- The task -
Retype the listing exactly, so that the copy matches it line for line.

=== Section Start ===

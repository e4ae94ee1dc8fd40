use reqwest::blocking::Client;
use reqwest::redirect;

use crate::config::Settings;

const USER_AGENT: &str = "Mozilla/5.0 (Windows NT 10.0; Win64; x64) AppleWebKit/537.36 (KHTML, like Gecko) Chrome/58.0.3029.110 Safari/537.3";
const RENDER_API_URL: &str = "https://api.scraperapi.com";

pub fn build_client() -> Result<Client, reqwest::Error> {
    let redirect_policy = redirect::Policy::custom(|attempt| {
        if attempt.previous().len() > 10 {
            attempt.error("Too many redirects (>10)")
        } else {
            attempt.follow()
        }
    });

    Client::builder().redirect(redirect_policy).build()
}

/// Fetch a product page, routed through the rendering proxy when an API key
/// is configured (retailer pages render their price blocks client-side).
pub fn fetch_product_page(
    client: &Client,
    settings: &Settings,
    url: &str,
) -> Result<String, reqwest::Error> {
    let request = match &settings.scraper_api_key {
        Some(key) => client
            .get(RENDER_API_URL)
            .query(&[("api_key", key.as_str()), ("url", url)]),
        None => client.get(url),
    };

    request
        .header("User-Agent", USER_AGENT)
        .send()?
        .error_for_status()?
        .text()
}
use config::{Config, ConfigError, Environment};
use serde::Deserialize;

pub const DEFAULT_SELECTOR_SERVICE_URL: &str = "https://cron-job-9njv.onrender.com/selector";

#[derive(Debug, Clone, Deserialize)]
pub struct Settings {
    /// Endpoint answering selector lookups for sites without hardcoded rules.
    #[serde(default = "default_selector_service_url")]
    pub selector_service_url: String,
    /// ScraperAPI key. When set, product pages are fetched through the
    /// rendering proxy instead of directly.
    #[serde(default)]
    pub scraper_api_key: Option<String>,
}

fn default_selector_service_url() -> String {
    DEFAULT_SELECTOR_SERVICE_URL.to_string()
}

/// Read settings from `COCART_`-prefixed environment variables, e.g.
/// `COCART_SCRAPER_API_KEY`.
pub fn get_configuration() -> Result<Settings, ConfigError> {
    Config::builder()
        .add_source(Environment::with_prefix("COCART"))
        .build()?
        .try_deserialize()
}

#[cfg(test)]
mod tests {
    use super::*;

    #[test]
    fn settings_fall_back_to_defaults() {
        let settings: Settings = serde_json::from_str("{}").unwrap();
        assert_eq!(settings.selector_service_url, DEFAULT_SELECTOR_SERVICE_URL);
        assert!(settings.scraper_api_key.is_none());
    }
}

=== Section End ===

- Response to the task -
repository e4ae94ee1dc8fd40
use reqwest::blocking::Client;
use reqwest::redirect;

use crate::config::Settings;

const USER_AGENT: &str = "Mozilla/5.0 (Windows NT 10.0; Win64; x64) AppleWebKit/537.36 (KHTML, like Gecko) Chrome/58.0.3029.110 Safari/537.3";
const RENDER_API_URL: &str = "https://api.scraperapi.com";

pub fn build_client() -> Result<Client, reqwest::Error> {
    let redirect_policy = redirect::Policy::custom(|attempt| {
        if attempt.previous().len() > 10 {
            attempt.error("Too many redirects (>10)")
        } else {
            attempt.follow()
        }
    });

    Client::builder().redirect(redirect_policy).build()
}

/// Fetch a product page, routed through the rendering proxy when an API key
/// is configured (retailer pages render their price blocks client-side).
pub fn fetch_product_page(
    client: &Client,
    settings: &Settings,
    url: &str,
) -> Result<String, reqwest::Error> {
    let request = match &settings.scraper_api_key {
        Some(key) => client
            .get(RENDER_API_URL)
            .query(&[("api_key", key.as_str()), ("url", url)]),
        None => client.get(url),
    };

    request
        .header("User-Agent", USER_AGENT)
        .send()?
        .error_for_status()?
        .text()
}
use config::{Config, ConfigError, Environment};
use serde::Deserialize;

pub const DEFAULT_SELECTOR_SERVICE_URL: &str = "https://cron-job-9njv.onrender.com/selector";

#[derive(Debug, Clone, Deserialize)]
pub struct Settings {
    /// Endpoint answering selector lookups for sites without hardcoded rules.
    #[serde(default = "default_selector_service_url")]
    pub selector_service_url: String,
    /// ScraperAPI key. When set, product pages are fetched through the
    /// rendering proxy instead of directly.
    #[serde(default)]
    pub scraper_api_key: Option<String>,
}

fn default_selector_service_url() -> String {
    DEFAULT_SELECTOR_SERVICE_URL.to_string()
}

/// Read settings from `COCART_`-prefixed environment variables, e.g.
/// `COCART_SCRAPER_API_KEY`.
pub fn get_configuration() -> Result<Settings, ConfigError> {
    Config::builder()
        .add_source(Environment::with_prefix("COCART"))
        .build()?
        .try_deserialize()
}

#[cfg(test)]
mod tests {
    use super::*;

    #[test]
    fn settings_fall_back_to_defaults() {
        let settings: Settings = serde_json::from_str("{}").unwrap();
        assert_eq!(settings.selector_service_url, DEFAULT_SELECTOR_SERVICE_URL);
        assert!(settings.scraper_api_key.is_none());
    }
}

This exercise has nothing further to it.